(Problem requirements):
Repeat the material below exactly, line for line.

··· Stored data ···

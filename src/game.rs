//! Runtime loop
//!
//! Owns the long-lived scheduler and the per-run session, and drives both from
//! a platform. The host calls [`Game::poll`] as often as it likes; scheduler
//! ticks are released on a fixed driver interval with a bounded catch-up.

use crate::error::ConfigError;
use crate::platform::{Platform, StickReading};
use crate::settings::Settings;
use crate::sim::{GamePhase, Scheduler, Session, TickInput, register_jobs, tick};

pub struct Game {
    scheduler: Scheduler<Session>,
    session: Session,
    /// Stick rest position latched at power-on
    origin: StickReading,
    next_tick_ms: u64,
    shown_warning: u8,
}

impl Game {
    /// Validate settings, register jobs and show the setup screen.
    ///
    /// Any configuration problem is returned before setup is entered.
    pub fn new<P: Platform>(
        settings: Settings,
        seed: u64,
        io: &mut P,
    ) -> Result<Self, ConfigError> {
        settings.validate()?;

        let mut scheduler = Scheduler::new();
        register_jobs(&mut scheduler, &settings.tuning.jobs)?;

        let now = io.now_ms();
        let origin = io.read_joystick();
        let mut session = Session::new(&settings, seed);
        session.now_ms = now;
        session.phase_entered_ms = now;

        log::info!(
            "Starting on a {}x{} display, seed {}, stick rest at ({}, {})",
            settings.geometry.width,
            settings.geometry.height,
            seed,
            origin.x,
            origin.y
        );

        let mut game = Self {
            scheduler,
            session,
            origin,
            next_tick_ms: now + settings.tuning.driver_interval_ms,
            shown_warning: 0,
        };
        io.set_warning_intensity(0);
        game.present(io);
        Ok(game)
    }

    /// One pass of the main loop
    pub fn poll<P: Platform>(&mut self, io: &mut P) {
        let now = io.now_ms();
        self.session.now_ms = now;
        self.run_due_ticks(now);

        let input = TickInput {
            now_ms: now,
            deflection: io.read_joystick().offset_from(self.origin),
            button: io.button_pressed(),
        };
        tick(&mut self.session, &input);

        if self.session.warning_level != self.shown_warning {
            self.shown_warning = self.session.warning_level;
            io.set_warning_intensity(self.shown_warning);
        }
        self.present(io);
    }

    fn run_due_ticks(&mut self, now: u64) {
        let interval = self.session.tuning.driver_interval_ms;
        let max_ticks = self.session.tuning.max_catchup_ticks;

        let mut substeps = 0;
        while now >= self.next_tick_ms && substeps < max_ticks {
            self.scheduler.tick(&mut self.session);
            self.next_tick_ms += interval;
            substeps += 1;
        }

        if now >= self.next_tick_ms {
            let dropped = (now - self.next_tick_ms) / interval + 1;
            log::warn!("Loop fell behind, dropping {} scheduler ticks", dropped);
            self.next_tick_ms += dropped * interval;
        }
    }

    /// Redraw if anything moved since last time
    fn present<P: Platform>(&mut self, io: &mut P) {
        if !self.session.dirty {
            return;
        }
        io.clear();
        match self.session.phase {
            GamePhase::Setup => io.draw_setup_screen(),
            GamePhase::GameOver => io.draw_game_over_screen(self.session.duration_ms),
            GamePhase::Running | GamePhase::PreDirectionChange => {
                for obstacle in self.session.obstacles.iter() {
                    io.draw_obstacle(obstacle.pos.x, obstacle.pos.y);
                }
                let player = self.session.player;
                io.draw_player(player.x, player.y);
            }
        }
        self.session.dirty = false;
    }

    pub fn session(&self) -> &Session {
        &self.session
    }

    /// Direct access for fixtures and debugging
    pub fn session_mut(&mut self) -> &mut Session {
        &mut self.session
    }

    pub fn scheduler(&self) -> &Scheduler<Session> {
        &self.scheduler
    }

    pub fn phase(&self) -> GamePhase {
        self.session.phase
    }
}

···

(Response to this exercise):
filename src/game.rs
//! Runtime loop
//!
//! Owns the long-lived scheduler and the per-run session, and drives both from
//! a platform. The host calls [`Game::poll`] as often as it likes; scheduler
//! ticks are released on a fixed driver interval with a bounded catch-up.

use crate::error::ConfigError;
use crate::platform::{Platform, StickReading};
use crate::settings::Settings;
use crate::sim::{GamePhase, Scheduler, Session, TickInput, register_jobs, tick};

pub struct Game {
    scheduler: Scheduler<Session>,
    session: Session,
    /// Stick rest position latched at power-on
    origin: StickReading,
    next_tick_ms: u64,
    shown_warning: u8,
}

impl Game {
    /// Validate settings, register jobs and show the setup screen.
    ///
    /// Any configuration problem is returned before setup is entered.
    pub fn new<P: Platform>(
        settings: Settings,
        seed: u64,
        io: &mut P,
    ) -> Result<Self, ConfigError> {
        settings.validate()?;

        let mut scheduler = Scheduler::new();
        register_jobs(&mut scheduler, &settings.tuning.jobs)?;

        let now = io.now_ms();
        let origin = io.read_joystick();
        let mut session = Session::new(&settings, seed);
        session.now_ms = now;
        session.phase_entered_ms = now;

        log::info!(
            "Starting on a {}x{} display, seed {}, stick rest at ({}, {})",
            settings.geometry.width,
            settings.geometry.height,
            seed,
            origin.x,
            origin.y
        );

        let mut game = Self {
            scheduler,
            session,
            origin,
            next_tick_ms: now + settings.tuning.driver_interval_ms,
            shown_warning: 0,
        };
        io.set_warning_intensity(0);
        game.present(io);
        Ok(game)
    }

    /// One pass of the main loop
    pub fn poll<P: Platform>(&mut self, io: &mut P) {
        let now = io.now_ms();
        self.session.now_ms = now;
        self.run_due_ticks(now);

        let input = TickInput {
            now_ms: now,
            deflection: io.read_joystick().offset_from(self.origin),
            button: io.button_pressed(),
        };
        tick(&mut self.session, &input);

        if self.session.warning_level != self.shown_warning {
            self.shown_warning = self.session.warning_level;
            io.set_warning_intensity(self.shown_warning);
        }
        self.present(io);
    }

    fn run_due_ticks(&mut self, now: u64) {
        let interval = self.session.tuning.driver_interval_ms;
        let max_ticks = self.session.tuning.max_catchup_ticks;

        let mut substeps = 0;
        while now >= self.next_tick_ms && substeps < max_ticks {
            self.scheduler.tick(&mut self.session);
            self.next_tick_ms += interval;
            substeps += 1;
        }

        if now >= self.next_tick_ms {
            let dropped = (now - self.next_tick_ms) / interval + 1;
            log::warn!("Loop fell behind, dropping {} scheduler ticks", dropped);
            self.next_tick_ms += dropped * interval;
        }
    }

    /// Redraw if anything moved since last time
    fn present<P: Platform>(&mut self, io: &mut P) {
        if !self.session.dirty {
            return;
        }
        io.clear();
        match self.session.phase {
            GamePhase::Setup => io.draw_setup_screen(),
            GamePhase::GameOver => io.draw_game_over_screen(self.session.duration_ms),
            GamePhase::Running | GamePhase::PreDirectionChange => {
                for obstacle in self.session.obstacles.iter() {
                    io.draw_obstacle(obstacle.pos.x, obstacle.pos.y);
                }
                let player = self.session.player;
                io.draw_player(player.x, player.y);
            }
        }
        self.session.dirty = false;
    }

    pub fn session(&self) -> &Session {
        &self.session
    }

    /// Direct access for fixtures and debugging
    pub fn session_mut(&mut self) -> &mut Session {
        &mut self.session
    }

    pub fn scheduler(&self) -> &Scheduler<Session> {
        &self.scheduler
    }

    pub fn phase(&self) -> GamePhase {
        self.session.phase
    }
}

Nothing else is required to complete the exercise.